Насколько весь этот внутренний мир человека может быть объектом познания и насколько это познание может быть «адекватно» (adaequatio rei) внутреннему нашему миру? Самопознание таится уже в глубинах самосознания, которое можно охарактеризовать как первичный материал для самопознания. Однако этот материал часто является трудно уловимым; вокруг более ясной сферы самопознания располагаются другие сферы со все возрастающим потемнением их,— часто мы только чувствуем их наличие — и только. Так или иначе, в первичном самосознании, насколько этот материал задерживается в памяти, перед нами выступает именно материал познания. Однако нельзя при этом не считаться с тем, что давно характеризовалось как «ложь сознания». Самосознание вовсе не является «нейтральной средой», которая передает без искажения то, что в нее входит: на каждом шагу в самосознании мы имеем дело именно с искажением первичного материала, с его обработкой (в глубинах подсознательной сферы). Этот факт, не случайный во внутренней жизни души, в то же время очень затрудняет познание, в строгом смысле «воспроизведение действительности». Но несмотря на это, познание нашего внутреннего мира все же возможно,— даже эспериментальное исследование (не само по себе, а по тем «протоколам», которые ведут исследуемые [63]) возможно.
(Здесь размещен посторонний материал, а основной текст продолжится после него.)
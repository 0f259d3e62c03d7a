//! Wake scheduler: one timer for every "when do I next change" producer.
//!
//! Each participant (every light, the fault generator, the cycle-boundary
//! watcher) reports the next timestamp at which its output may change.  The
//! scheduler pushes those reports into a min-heap and arms a single wake at
//! the earliest one.  When it fires, the driver recomputes "now", publishes
//! it and arms again.
//!
//! ```text
//!  Light(0) ──┐
//!  Light(1) ──┤  next_state_timestamp(now)
//!  Fault    ──┼──────────────────────────► BinaryHeap<Reverse<Wake>> ──► armed
//!  Cycle    ──┘                                 (min first)
//! ```
//!
//! # Design decisions
//!
//! | Topic | Choice |
//! |---|---|
//! | Participant identity | [`ParticipantId`] index into the intersection, no back-references |
//! | Pending timers | exactly one; [`WakeScheduler::arm`] replaces the previous wake |
//! | Misbehaving participant | logged and skipped for the current tick |
//! | Time source | `now` is an explicit parameter; only [`driver`] reads the clock |

pub mod driver;
pub mod error;

pub use error::{DriverError, ParticipantError, WakeError};

use std::cmp::Reverse;
use std::collections::BinaryHeap;
use std::fmt;

use tracing::{debug, warn};

// ── Participants ──────────────────────────────────────────────────────────────

/// Index of a wake participant inside the intersection.
#[derive(Debug, Clone, Copy, PartialEq, Eq, PartialOrd, Ord, Hash)]
pub enum ParticipantId {
    Light(usize),
    Fault,
    CycleBoundary,
}

impl fmt::Display for ParticipantId {
    fn fmt(&self, f: &mut fmt::Formatter<'_>) -> fmt::Result {
        match self {
            ParticipantId::Light(index) => write!(f, "light {}", index),
            ParticipantId::Fault => f.write_str("fault generator"),
            ParticipantId::CycleBoundary => f.write_str("cycle boundary"),
        }
    }
}

/// Anything that can tell when its observable output next changes.
pub trait WakeSource {
    /// Smallest timestamp after `now_ms` at which the output may differ.
    fn next_state_timestamp(&self, now_ms: i64) -> Result<i64, WakeError>;
}

/// Fires at every multiple of the cycle length.
#[derive(Debug, Clone, Copy, PartialEq, Eq)]
pub struct CycleBoundary {
    pub cycle_length_ms: i64,
}

impl WakeSource for CycleBoundary {
    fn next_state_timestamp(&self, now_ms: i64) -> Result<i64, WakeError> {
        now_ms
            .div_euclid(self.cycle_length_ms)
            .checked_add(1)
            .and_then(|cycles| cycles.checked_mul(self.cycle_length_ms))
            .ok_or(WakeError::Overflow)
    }
}

// ── Wake ──────────────────────────────────────────────────────────────────────

/// A pending wake-up.  Ordered by time, ties broken by participant.
#[derive(Debug, Clone, Copy, PartialEq, Eq, PartialOrd, Ord)]
pub struct Wake {
    pub at_ms: i64,
    pub participant: ParticipantId,
}

// ── WakeScheduler ─────────────────────────────────────────────────────────────

/// Coalesces all participants' next-change reports into one armed wake.
///
/// Holds no clock and no timer itself: the [`driver`] task turns the armed
/// wake into a tokio sleep.
#[derive(Debug, Default)]
pub struct WakeScheduler {
    queue: BinaryHeap<Reverse<Wake>>,
    armed: Option<Wake>,
}

impl WakeScheduler {
    pub fn new() -> Self {
        Self::default()
    }

    /// Query every participant at `now_ms` and arm the earliest report.
    ///
    /// Any previously armed wake is cancelled.  Returns the new armed wake, or
    /// `None` if no participant reported a usable timestamp.
    pub fn arm<'a, I>(&mut self, now_ms: i64, participants: I) -> Option<Wake>
    where
        I: IntoIterator<Item = (ParticipantId, &'a dyn WakeSource)>,
    {
        self.queue.clear();

        for (participant, source) in participants {
            let report = source
                .next_state_timestamp(now_ms)
                .and_then(|next_ms| {
                    if next_ms > now_ms {
                        Ok(next_ms)
                    } else {
                        Err(WakeError::NotInFuture { next_ms, now_ms })
                    }
                });

            match report {
                Ok(at_ms) => self.queue.push(Reverse(Wake { at_ms, participant })),
                Err(e) => {
                    let e = e.for_participant(participant);
                    warn!(now_ms, error = %e, "Skipping wake participant");
                }
            }
        }

        if let Some(previous) = self.armed.take() {
            debug!(at_ms = previous.at_ms, participant = %previous.participant, "Cancelled pending wake");
        }
        self.armed = self.queue.peek().map(|Reverse(wake)| *wake);

        match self.armed {
            Some(wake) => debug!(
                now_ms,
                at_ms = wake.at_ms,
                participant = %wake.participant,
                reports = self.queue.len(),
                "Armed wake"
            ),
            None => warn!(now_ms, "No participant reported a next change, nothing armed"),
        }
        self.armed
    }

    /// The wake currently armed, if any.
    pub fn armed(&self) -> Option<Wake> {
        self.armed
    }

    /// Cancel the armed wake.
    pub fn disarm(&mut self) -> Option<Wake> {
        self.queue.clear();
        self.armed.take()
    }

    /// Consume the armed wake if it is due at `now_ms`.
    pub fn fire(&mut self, now_ms: i64) -> Option<Wake> {
        match self.armed {
            Some(wake) if wake.at_ms <= now_ms => self.armed.take(),
            _ => None,
        }
    }

    /// Every report from the last [`arm`](Self::arm), earliest first.
    pub fn upcoming(&self) -> Vec<Wake> {
        let mut wakes: Vec<Wake> = self.queue.iter().map(|Reverse(w)| *w).collect();
        wakes.sort_unstable();
        wakes
    }
}

// ── Tests ─────────────────────────────────────────────────────────────────────

#[cfg(test)]
mod tests {
    use super::*;

    /// Participant that always reports a fixed result.
    struct Fixed(Result<i64, WakeError>);

    impl WakeSource for Fixed {
        fn next_state_timestamp(&self, _now_ms: i64) -> Result<i64, WakeError> {
            self.0.clone()
        }
    }

    fn participants(sources: &[Fixed]) -> Vec<(ParticipantId, &dyn WakeSource)> {
        sources
            .iter()
            .enumerate()
            .map(|(i, s)| (ParticipantId::Light(i), s as &dyn WakeSource))
            .collect()
    }

    #[test]
    fn earliest_report_is_armed() {
        let sources = [Fixed(Ok(1_000)), Fixed(Ok(5_000)), Fixed(Ok(3_000))];
        let mut scheduler = WakeScheduler::new();

        let wake = scheduler.arm(0, participants(&sources));

        assert_eq!(
            wake,
            Some(Wake {
                at_ms: 1_000,
                participant: ParticipantId::Light(0)
            })
        );
        assert_eq!(scheduler.armed(), wake);
        let upcoming: Vec<i64> = scheduler.upcoming().iter().map(|w| w.at_ms).collect();
        assert_eq!(upcoming, vec![1_000, 3_000, 5_000]);
    }

    #[test]
    fn arming_again_replaces_the_pending_wake() {
        let mut scheduler = WakeScheduler::new();
        scheduler.arm(0, participants(&[Fixed(Ok(1_000))]));
        let wake = scheduler.arm(0, participants(&[Fixed(Ok(7_000))]));

        assert_eq!(wake.map(|w| w.at_ms), Some(7_000));
        assert_eq!(scheduler.upcoming().len(), 1);
    }

    #[test]
    fn failing_participant_does_not_block_others() {
        let sources = [
            Fixed(Err(WakeError::Overflow)),
            Fixed(Ok(4_000)),
            Fixed(Ok(500)), // not after now
        ];
        let mut scheduler = WakeScheduler::new();

        let wake = scheduler.arm(500, participants(&sources));

        assert_eq!(
            wake,
            Some(Wake {
                at_ms: 4_000,
                participant: ParticipantId::Light(1)
            })
        );
        assert_eq!(scheduler.upcoming().len(), 1);
    }

    #[test]
    fn nothing_armed_without_usable_reports() {
        let mut scheduler = WakeScheduler::new();
        assert_eq!(scheduler.arm(0, participants(&[Fixed(Ok(0))])), None);
        assert_eq!(scheduler.arm(0, Vec::new()), None);
        assert_eq!(scheduler.armed(), None);
    }

    #[test]
    fn ties_break_by_participant() {
        let sources = [Fixed(Ok(2_000)), Fixed(Ok(2_000))];
        let mut scheduler = WakeScheduler::new();
        let wake = scheduler.arm(0, participants(&sources));
        assert_eq!(wake.map(|w| w.participant), Some(ParticipantId::Light(0)));
    }

    #[test]
    fn fire_consumes_only_due_wakes() {
        let mut scheduler = WakeScheduler::new();
        scheduler.arm(0, participants(&[Fixed(Ok(1_000))]));

        assert_eq!(scheduler.fire(999), None);
        assert_eq!(scheduler.fire(1_000).map(|w| w.at_ms), Some(1_000));
        assert_eq!(scheduler.armed(), None);
    }

    #[test]
    fn disarm_cancels_the_pending_wake() {
        let mut scheduler = WakeScheduler::new();
        scheduler.arm(0, participants(&[Fixed(Ok(1_000))]));
        assert!(scheduler.disarm().is_some());
        assert_eq!(scheduler.armed(), None);
        assert!(scheduler.upcoming().is_empty());
    }

    // ── CycleBoundary ─────────────────────────────────────────────────────────

    #[test]
    fn cycle_boundary_reports_next_multiple() {
        let boundary = CycleBoundary {
            cycle_length_ms: 60_000,
        };
        assert_eq!(boundary.next_state_timestamp(0), Ok(60_000));
        assert_eq!(boundary.next_state_timestamp(59_999), Ok(60_000));
        assert_eq!(boundary.next_state_timestamp(60_000), Ok(120_000));
        assert_eq!(boundary.next_state_timestamp(-1), Ok(0));
    }

    #[test]
    fn cycle_boundary_overflow_is_an_error() {
        let boundary = CycleBoundary {
            cycle_length_ms: 60_000,
        };
        assert_eq!(
            boundary.next_state_timestamp(i64::MAX),
            Err(WakeError::Overflow)
        );
    }
}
В изучении «глубины» души много сделал Фрейд. Он напрасно, без серьезных оснований, окрасил в тона детерминизма те внутренние процессы, которые происходят за порогом сознания, но ему наука о душе действительно очень многим обязана в уяснении тех внутренних процессов, которые происходят в психическом «подполье». Работы Адлера и особенно школа Юнга продолжили работу по изучению Tiefenpsychologie [64], но все они напрасно думают, что они дошли до «дна» души. На дне души, позади даже той завесы, которую приоткрыли работы Фрейда, Адлера, Юнга и других, есть жизнь, которую мы можем познавать по ее последующим проявлениям — и тут мы совершенно вправе использовать многосмысленное библейское понятие «сердца» как средоточия духовной жизни. Все упомянутые исследователи зондировали только душевные процессы,— и там, где они касались духовной жизни, там они брали ее в ее психических отражениях, не отдавая себе отчета в иноприродности душевных и духовных состояний в человеке. Исследование духовной жизни, так далеко подвинутое у отцов аскетов христианского Востока и Запада, все же остается в начальной стадии; вся диалектика духовной жизни, сплетающаяся почти неисследимо с потоком психической жизни, остается во многом закрытой, ив многочисленных записях выдающихся духовных людей мы лишь приближаемся к жизни духа внутри нас.